-- What the exercise asks --
Once the line with "conn, &payload, state.config.bcrypt_cost)" is found in the data, output it and each following line exactly, up to and including the line with "conn, &state.token_service, &payload)", and nothing before or after.

= Beginning of Section =

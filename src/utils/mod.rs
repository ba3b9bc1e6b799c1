pub mod order;
pub mod slug;
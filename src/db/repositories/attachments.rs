use diesel::prelude::*;
use uuid::Uuid;

use crate::db::models::attachment::{Attachment, NewAttachment};

pub struct AttachmentRepo;

impl AttachmentRepo {
    pub fn insert(
        conn: &mut PgConnection,
        new_attachment: &NewAttachment,
    ) -> Result<Attachment, diesel::result::Error> {
        diesel::insert_into(crate::schema::attachments::table)
            .values(new_attachment)
            .returning(Attachment::as_returning())
            .get_result(conn)
    }

    pub fn find_by_id(
        conn: &mut PgConnection,
        attachment_id: Uuid,
    ) -> Result<Option<Attachment>, diesel::result::Error> {
        use crate::schema::attachments::dsl::*;
        attachments
            .filter(id.eq(attachment_id))
            .select(Attachment::as_select())
            .first(conn)
            .optional()
    }

    pub fn list_by_card(
        conn: &mut PgConnection,
        target_card_id: Uuid,
    ) -> Result<Vec<Attachment>, diesel::result::Error> {
        use crate::schema::attachments::dsl::*;
        attachments
            .filter(card_id.eq(target_card_id))
            .order(created_at.desc())
            .select(Attachment::as_select())
            .load(conn)
    }

    pub fn count_by_card(
        conn: &mut PgConnection,
        target_card_id: Uuid,
    ) -> Result<i64, diesel::result::Error> {
        use crate::schema::attachments::dsl::*;
        attachments
            .filter(card_id.eq(target_card_id))
            .count()
            .get_result(conn)
    }

    pub fn delete_by_id(
        conn: &mut PgConnection,
        attachment_id: Uuid,
    ) -> Result<usize, diesel::result::Error> {
        use crate::schema::attachments::dsl::*;
        diesel::delete(attachments.filter(id.eq(attachment_id))).execute(conn)
    }
}
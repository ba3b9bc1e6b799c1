/// Lower-case ASCII slug: alphanumerics kept, everything else collapsed into single dashes.
pub fn slugify(input: &str) -> String {
    let mut slug = String::with_capacity(input.len());
    let mut pending_dash = false;
    for c in input.trim().chars() {
        if c.is_ascii_alphanumeric() {
            if pending_dash && !slug.is_empty() {
                slug.push('-');
            }
            pending_dash = false;
            slug.push(c.to_ascii_lowercase());
        } else {
            pending_dash = true;
        }
    }
    if slug.is_empty() {
        "board".to_string()
    } else {
        slug
    }
}
pub mod cache;
pub mod config;
pub mod db;
pub mod error;
pub mod mail;
pub mod middleware;
pub mod routes;
pub mod schema;
pub mod services;
pub mod storage;
pub mod utils;
pub mod validation;
pub mod websocket;

use crate::cache::UserCache;
use crate::config::Config;
use crate::db::DbPool;
use crate::mail::SharedMailer;
use crate::middleware::auth::TokenService;
use crate::storage::SharedMediaStorage;
use crate::websocket::RoomManager;
use std::sync::Arc;
use tracing_subscriber::EnvFilter;

#[derive(Clone)]
pub struct AppState {
    pub db: DbPool,
    pub redis: redis::Client,
    pub config: Arc<Config>,
    pub token_service: TokenService,
    pub user_cache: UserCache,
    pub media: SharedMediaStorage,
    pub mailer: SharedMailer,
    pub rooms: RoomManager,
}

impl AppState {
    pub fn new(db: DbPool, redis: redis::Client, config: Config) -> Self {
        let token_service = TokenService::new(config.auth());
        let user_cache = UserCache::new(redis.clone());
        let media = storage::create_media_storage(&config.media());
        let mailer = mail::create_mailer(&config.mail());
        Self {
            db,
            redis,
            config: Arc::new(config),
            token_service,
            user_cache,
            media,
            mailer,
            rooms: RoomManager::new(),
        }
    }
}

/// `RUST_LOG` wins over `LOG_LEVEL` when both are set.
pub fn init_tracing(config: &Config) {
    let logging = config.logging();
    let filter = EnvFilter::try_from_default_env()
        .unwrap_or_else(|_| EnvFilter::new(logging.filter_directive()));

    if logging.is_json() {
        tracing_subscriber::fmt()
            .json()
            .with_env_filter(filter)
            .init();
    } else {
        tracing_subscriber::fmt()
            .with_env_filter(filter)
            .init();
    }
}
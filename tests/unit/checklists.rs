use task_board::db::models::card::UpdateChecklistItemRequest;
use task_board::services::checklists_service::{
    add_checklist, add_item, remove_checklist, remove_item, rename_checklist, update_item,
};
use uuid::Uuid;

#[test]
fn items_keep_insertion_order() {
    let lists = add_checklist(Vec::new(), "Launch");
    let id = lists[0].id;
    let lists = add_item(lists, id, "write notes").unwrap();
    let lists = add_item(lists, id, " ship ").unwrap();

    let texts: Vec<&str> = lists[0].items.iter().map(|i| i.text.as_str()).collect();
    assert_eq!(texts, vec!["write notes", "ship"]);
    assert!(lists[0].items.iter().all(|i| !i.is_checked));
}

#[test]
fn check_then_remove_item() {
    let lists = add_checklist(Vec::new(), "QA");
    let id = lists[0].id;
    let lists = add_item(lists, id, "smoke test").unwrap();
    let item_id = lists[0].items[0].id;

    let lists = update_item(
        lists,
        id,
        item_id,
        &UpdateChecklistItemRequest {
            text: None,
            is_checked: Some(true),
        },
    )
    .unwrap();
    assert!(lists[0].items[0].is_checked);
    assert_eq!(lists[0].items[0].text, "smoke test");

    let lists = remove_item(lists, id, item_id).unwrap();
    assert!(lists[0].items.is_empty());
}

#[test]
fn unknown_ids_are_not_found() {
    let lists = add_checklist(Vec::new(), "Docs");
    let missing = Uuid::new_v4();
    assert!(rename_checklist(lists.clone(), missing, "x").is_err());
    assert!(remove_checklist(lists.clone(), missing).is_err());
    assert!(add_item(lists.clone(), missing, "x").is_err());
    assert!(remove_item(lists.clone(), lists[0].id, missing).is_err());
}
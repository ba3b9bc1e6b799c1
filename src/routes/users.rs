use axum::{
    extract::{Multipart, State},
    http::StatusCode,
    response::{IntoResponse, Json},
};
use axum_extra::extract::cookie::CookieJar;
use std::sync::Arc;

use crate::AppState;
use crate::cache;
use crate::db::models::api::ApiResponse;
use crate::db::models::user::{
    LoginRequest, RefreshTokenRequest, RegisterRequest, UpdateUserRequest, VerifyAccountRequest,
};
use crate::error::AppError;
use crate::mail;
use crate::middleware::auth::{
    AuthUserInfo, authenticate_refresh, refresh_token_from_cookies, with_auth_cookies,
    without_auth_cookies,
};
use crate::routes::{db_conn, multipart::read_file_field};
use crate::services::auth_service::AuthService;
use crate::services::context::RequestContext;
use crate::storage::ResourceType;
use crate::validation::{ValidatedJson, upload::validate_image_upload};

const AVATAR_FOLDER: &str = "users";

// 注册
pub async fn register(
    State(state): State<Arc<AppState>>,
    ValidatedJson(payload): ValidatedJson<RegisterRequest>,
) -> impl IntoResponse {
    let user = {
        let mut conn = match db_conn(&state) {
            Ok(conn) => conn,
            Err(response) => return response,
        };
        match AuthService::register(&mut conn, &payload, state.config.bcrypt_cost) {
            Ok(user) => user,
            Err(err) => return err.into_response(),
        }
    };

    if let Some(token) = user.verify_token.as_deref() {
        let email = mail::verification_email(&state.config.website_domain, &user.email, token);
        if let Err(e) = state.mailer.send(email).await {
            tracing::warn!(user_id = %user.id, "Failed to send verification email: {}", e);
        }
    }

    let response = ApiResponse::created(user, "Account created. Please check your email to verify it");
    (StatusCode::CREATED, Json(response)).into_response()
}

// 验证账户
pub async fn verify_account(
    State(state): State<Arc<AppState>>,
    ValidatedJson(payload): ValidatedJson<VerifyAccountRequest>,
) -> impl IntoResponse {
    let mut conn = match db_conn(&state) {
        Ok(conn) => conn,
        Err(response) => return response,
    };

    match AuthService::verify_account(&mut conn, &payload) {
        Ok(user) => {
            let response = ApiResponse::success(user, "Account verified successfully");
            (StatusCode::OK, Json(response)).into_response()
        }
        Err(err) => err.into_response(),
    }
}

// 登录
pub async fn login(
    State(state): State<Arc<AppState>>,
    jar: CookieJar,
    ValidatedJson(payload): ValidatedJson<LoginRequest>,
) -> impl IntoResponse {
    let mut conn = match db_conn(&state) {
        Ok(conn) => conn,
        Err(response) => return response,
    };

    match AuthService::login(&mut conn, &state.token_service, &payload) {
        Ok((login, refresh)) => {
            let jar = with_auth_cookies(
                jar,
                &login.access_token,
                Some(&refresh.token),
                refresh.expires_in,
            );
            let response = ApiResponse::success(login, "Login successful");
            (jar, (StatusCode::OK, Json(response))).into_response()
        }
        Err(err) => err.into_response(),
    }
}

// 登出
pub async fn logout(
    State(state): State<Arc<AppState>>,
    auth_info: AuthUserInfo,
    jar: CookieJar,
) -> impl IntoResponse {
    if let Err(e) =
        cache::revoke_token(&state.redis, &auth_info.jti, auth_info.remaining_ttl()).await
    {
        tracing::error!(user_id = %auth_info.user.id, "Failed to revoke token on logout: {}", e);
    }
    if let Some(refresh) = refresh_token_from_cookies(&jar) {
        if let Ok(claims) = state.token_service.verify_refresh_token(&refresh) {
            if let Err(e) = cache::revoke_token(&state.redis, &claims.jti, claims.remaining_ttl()).await
            {
                tracing::error!(user_id = %auth_info.user.id, "Failed to revoke refresh token on logout: {}", e);
            }
        }
    }
    if let Err(e) = state.user_cache.invalidate_user(auth_info.user.id).await {
        tracing::warn!(user_id = %auth_info.user.id, "Failed to invalidate user cache: {}", e);
    }

    let jar = without_auth_cookies(jar);
    let response = ApiResponse::<()>::ok("Logout successful");
    (jar, (StatusCode::OK, Json(response))).into_response()
}

// 刷新token
pub async fn refresh_token(
    State(state): State<Arc<AppState>>,
    jar: CookieJar,
    body: Option<Json<RefreshTokenRequest>>,
) -> impl IntoResponse {
    let token = refresh_token_from_cookies(&jar)
        .or_else(|| body.and_then(|Json(req)| req.refresh_token))
        .filter(|t| !t.is_empty());
    let Some(token) = token else {
        return AppError::forbidden("Please sign in! (Refresh token not found)").into_response();
    };

    let claims = match authenticate_refresh(&state, &token).await {
        Ok(claims) => claims,
        Err(err) => return err.into_response(),
    };

    let mut conn = match db_conn(&state) {
        Ok(conn) => conn,
        Err(response) => return response,
    };

    match AuthService::refresh(&mut conn, &state.token_service, &claims) {
        Ok(refreshed) => {
            let jar = with_auth_cookies(
                jar,
                &refreshed.access_token,
                None,
                state.token_service.refresh_ttl(),
            );
            let response = ApiResponse::success(refreshed, "Token refreshed successfully");
            (jar, (StatusCode::OK, Json(response))).into_response()
        }
        Err(err) => err.into_response(),
    }
}

// 获取当前用户信息
pub async fn get_profile(
    State(state): State<Arc<AppState>>,
    auth_info: AuthUserInfo,
) -> impl IntoResponse {
    let mut conn = match db_conn(&state) {
        Ok(conn) => conn,
        Err(response) => return response,
    };
    let ctx = RequestContext::from(&auth_info);

    match AuthService::profile(&mut conn, &ctx) {
        Ok(user) => {
            let response = ApiResponse::success(user, "Profile retrieved successfully");
            (StatusCode::OK, Json(response)).into_response()
        }
        Err(err) => err.into_response(),
    }
}

// 更新用户信息
pub async fn update_profile(
    State(state): State<Arc<AppState>>,
    auth_info: AuthUserInfo,
    ValidatedJson(payload): ValidatedJson<UpdateUserRequest>,
) -> impl IntoResponse {
    let ctx = RequestContext::from(&auth_info);
    let result = match db_conn(&state) {
        Ok(mut conn) => AuthService::update(&mut conn, &ctx, &payload, state.config.bcrypt_cost),
        Err(response) => return response,
    };

    match result {
        Ok(user) => {
            if let Err(e) = state.user_cache.invalidate_user(user.id).await {
                tracing::warn!(user_id = %user.id, "Failed to invalidate user cache: {}", e);
            }
            let response = ApiResponse::success(user, "Profile updated successfully");
            (StatusCode::OK, Json(response)).into_response()
        }
        Err(err) => err.into_response(),
    }
}

// 更新头像
pub async fn update_avatar(
    State(state): State<Arc<AppState>>,
    auth_info: AuthUserInfo,
    mut multipart: Multipart,
) -> impl IntoResponse {
    let ctx = RequestContext::from(&auth_info);

    let file = match read_file_field(&mut multipart, "avatar").await {
        Ok(file) => file,
        Err(err) => return err.into_response(),
    };
    if let Err(err) = validate_image_upload(&file.content_type, file.bytes.len(), state.config.max_upload_bytes) {
        return err.into_response();
    }

    let media = match state
        .media
        .upload(file.into_request(AVATAR_FOLDER, ResourceType::Image))
        .await
    {
        Ok(media) => media,
        Err(err) => return err.into_response(),
    };

    let result = match db_conn(&state) {
        Ok(mut conn) => AuthService::set_avatar(&mut conn, &ctx, &media.url, &media.public_id),
        Err(response) => return response,
    };

    match result {
        Ok((user, previous)) => {
            if let Some(previous) = previous {
                if let Err(e) = state.media.destroy(&previous, ResourceType::Image).await {
                    tracing::warn!(user_id = %user.id, public_id = %previous, "Failed to remove old avatar: {}", e);
                }
            }
            if let Err(e) = state.user_cache.invalidate_user(user.id).await {
                tracing::warn!(user_id = %user.id, "Failed to invalidate user cache: {}", e);
            }
            let response = ApiResponse::success(user, "Avatar updated successfully");
            (StatusCode::OK, Json(response)).into_response()
        }
        Err(err) => err.into_response(),
    }
}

= End of Section =

-- Written answer --
        match AuthService::register(&mut conn, &payload, state.config.bcrypt_cost) {
            Ok(user) => user,
            Err(err) => return err.into_response(),
        }
    };

    if let Some(token) = user.verify_token.as_deref() {
        let email = mail::verification_email(&state.config.website_domain, &user.email, token);
        if let Err(e) = state.mailer.send(email).await {
            tracing::warn!(user_id = %user.id, "Failed to send verification email: {}", e);
        }
    }

    let response = ApiResponse::created(user, "Account created. Please check your email to verify it");
    (StatusCode::CREATED, Json(response)).into_response()
}

// 验证账户
pub async fn verify_account(
    State(state): State<Arc<AppState>>,
    ValidatedJson(payload): ValidatedJson<VerifyAccountRequest>,
) -> impl IntoResponse {
    let mut conn = match db_conn(&state) {
        Ok(conn) => conn,
        Err(response) => return response,
    };

    match AuthService::verify_account(&mut conn, &payload) {
        Ok(user) => {
            let response = ApiResponse::success(user, "Account verified successfully");
            (StatusCode::OK, Json(response)).into_response()
        }
        Err(err) => err.into_response(),
    }
}

// 登录
pub async fn login(
    State(state): State<Arc<AppState>>,
    jar: CookieJar,
    ValidatedJson(payload): ValidatedJson<LoginRequest>,
) -> impl IntoResponse {
    let mut conn = match db_conn(&state) {
        Ok(conn) => conn,
        Err(response) => return response,
    };

    match AuthService::login(&mut conn, &state.token_service, &payload) {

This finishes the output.